:: Materials provided
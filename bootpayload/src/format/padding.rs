// SPDX-FileCopyrightText: 2023-2024 Andrew Gunnerson
// SPDX-License-Identifier: GPL-3.0-only

use num_traits::PrimInt;

/// Calculate the amount of padding that needs to be added to align the
/// specified offset to a page boundary.
pub fn calc<N: PrimInt>(offset: N, page_size: N) -> N {
    let r = offset % page_size;
    if r == N::zero() {
        N::zero()
    } else {
        page_size - r
    }
}

/// Round to the next multiple of the page size.
pub fn round<N: PrimInt>(offset: N, page_size: N) -> Option<N> {
    let remain = calc(offset, page_size);
    offset.checked_add(&remain)
}

/// Whether the value is a valid page size. Zero is never valid.
pub fn is_valid_page_size<N: PrimInt>(page_size: N) -> bool {
    page_size != N::zero() && page_size.count_ones() == 1
}

pub trait ZeroPadding {
    /// Return the bytes before the first NUL byte, like a C string stored in
    /// a fixed-size field. If there is no NUL, the entire slice is returned.
    fn until_nul(&self) -> &[u8];
}

impl ZeroPadding for [u8] {
    fn until_nul(&self) -> &[u8] {
        let end = memchr::memchr(0, self).unwrap_or(self.len());
        &self[..end]
    }
}

#[cfg(test)]
mod tests {
    use super::*;

    #[test]
    fn alignment() {
        assert_eq!(calc(0u32, 4096), 0);
        assert_eq!(calc(1u32, 4096), 4095);
        assert_eq!(calc(4096u32, 4096), 0);
        assert_eq!(round(4097u64, 2048), Some(6144));
        assert_eq!(round(u32::MAX, 4096), None);
    }

    #[test]
    fn page_size_validity() {
        assert!(is_valid_page_size(2048u32));
        assert!(is_valid_page_size(4096u32));
        assert!(!is_valid_page_size(0u32));
        assert!(!is_valid_page_size(3000u32));
    }

    #[test]
    fn nul_terminated() {
        assert_eq!(b"abc\0def\0\0".until_nul(), b"abc");
        assert_eq!(b"abc".until_nul(), b"abc");
        assert_eq!(b"\0abc".until_nul(), b"");
    }
}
::::
* Exercise details
Working through the data above, find every line holding "ZeroPadding" and copy it.

* Response for this exercise
pub trait ZeroPadding {
impl ZeroPadding for [u8] {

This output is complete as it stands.